Parallel Processing with Threads & Processes

Kinds of Parallel Computers

One ALU, one set of registers: serial computer (single processor).
One ALU, several sets of registers: Symmetric Multi-Threading (SMT) or HyperThreading. This is only a tiny amount of additional chip area, but increases ALU utilization way more than wider superscalar execution.
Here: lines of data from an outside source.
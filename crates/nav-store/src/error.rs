//! Error types for nav-store.

use thiserror::Error;

use nav_session::StoreFailure;

/// Errors that can occur when persisting plans or writing the trip log.
#[derive(Debug, Error)]
pub enum StoreError {
    #[error("I/O error: {0}")]
    Io(#[from] std::io::Error),

    #[error("JSON error: {0}")]
    Json(#[from] serde_json::Error),

    #[error("CSV write error: {0}")]
    Csv(#[from] csv::Error),

    #[cfg(feature = "sqlite")]
    #[error("SQLite error: {0}")]
    Sqlite(#[from] rusqlite::Error),

    #[error("blocking task failed: {0}")]
    Join(#[from] tokio::task::JoinError),
}

/// Alias for `Result<T, StoreError>`.
pub type StoreResult<T> = Result<T, StoreError>;

impl From<StoreError> for StoreFailure {
    fn from(e: StoreError) -> Self {
        StoreFailure(e.to_string())
    }
}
ALU contention limits the parallelism to perhaps 4-way on modern CPUs, but can reach 64-fold on GPUs.
Several different CPUs, one shared RAM area: Symmetric Multi-Processing (SMP) or Multi-Core. 2 cores is entirely standard today, 4 cores are on the way, and commercial SMP nodes with 16 or 32 way access exist. SMP can also combine with SMT for absurd numbers of threads: e.g., a typical GPU is 128-way SMP, with a total of 8192-way SMT.
Several CPUs, each with local RAM, but with a nonlocal RAM interconnect: Non-Uniform Memory Architecture (NUMA). Unlike SMP, where all RAM is equal, in a NUMA, it's faster to go to your own RAM (60ns) compared to some other CPU's RAM (1us).
Several complete nodes, connected with network: Cluster or Massively Parallel Processor (MPP). This is the only architecture known to scale to hundreds of thousands of CPUs--nothing is shared except the network. If all the computers are running the same program, as is typical to solve tightly coupled problems, it's called Single Program Multiple Data (SPMD). The Internet is a really loosely coupled MPP, because all the computers on the internet are running different programs at different times for different reasons.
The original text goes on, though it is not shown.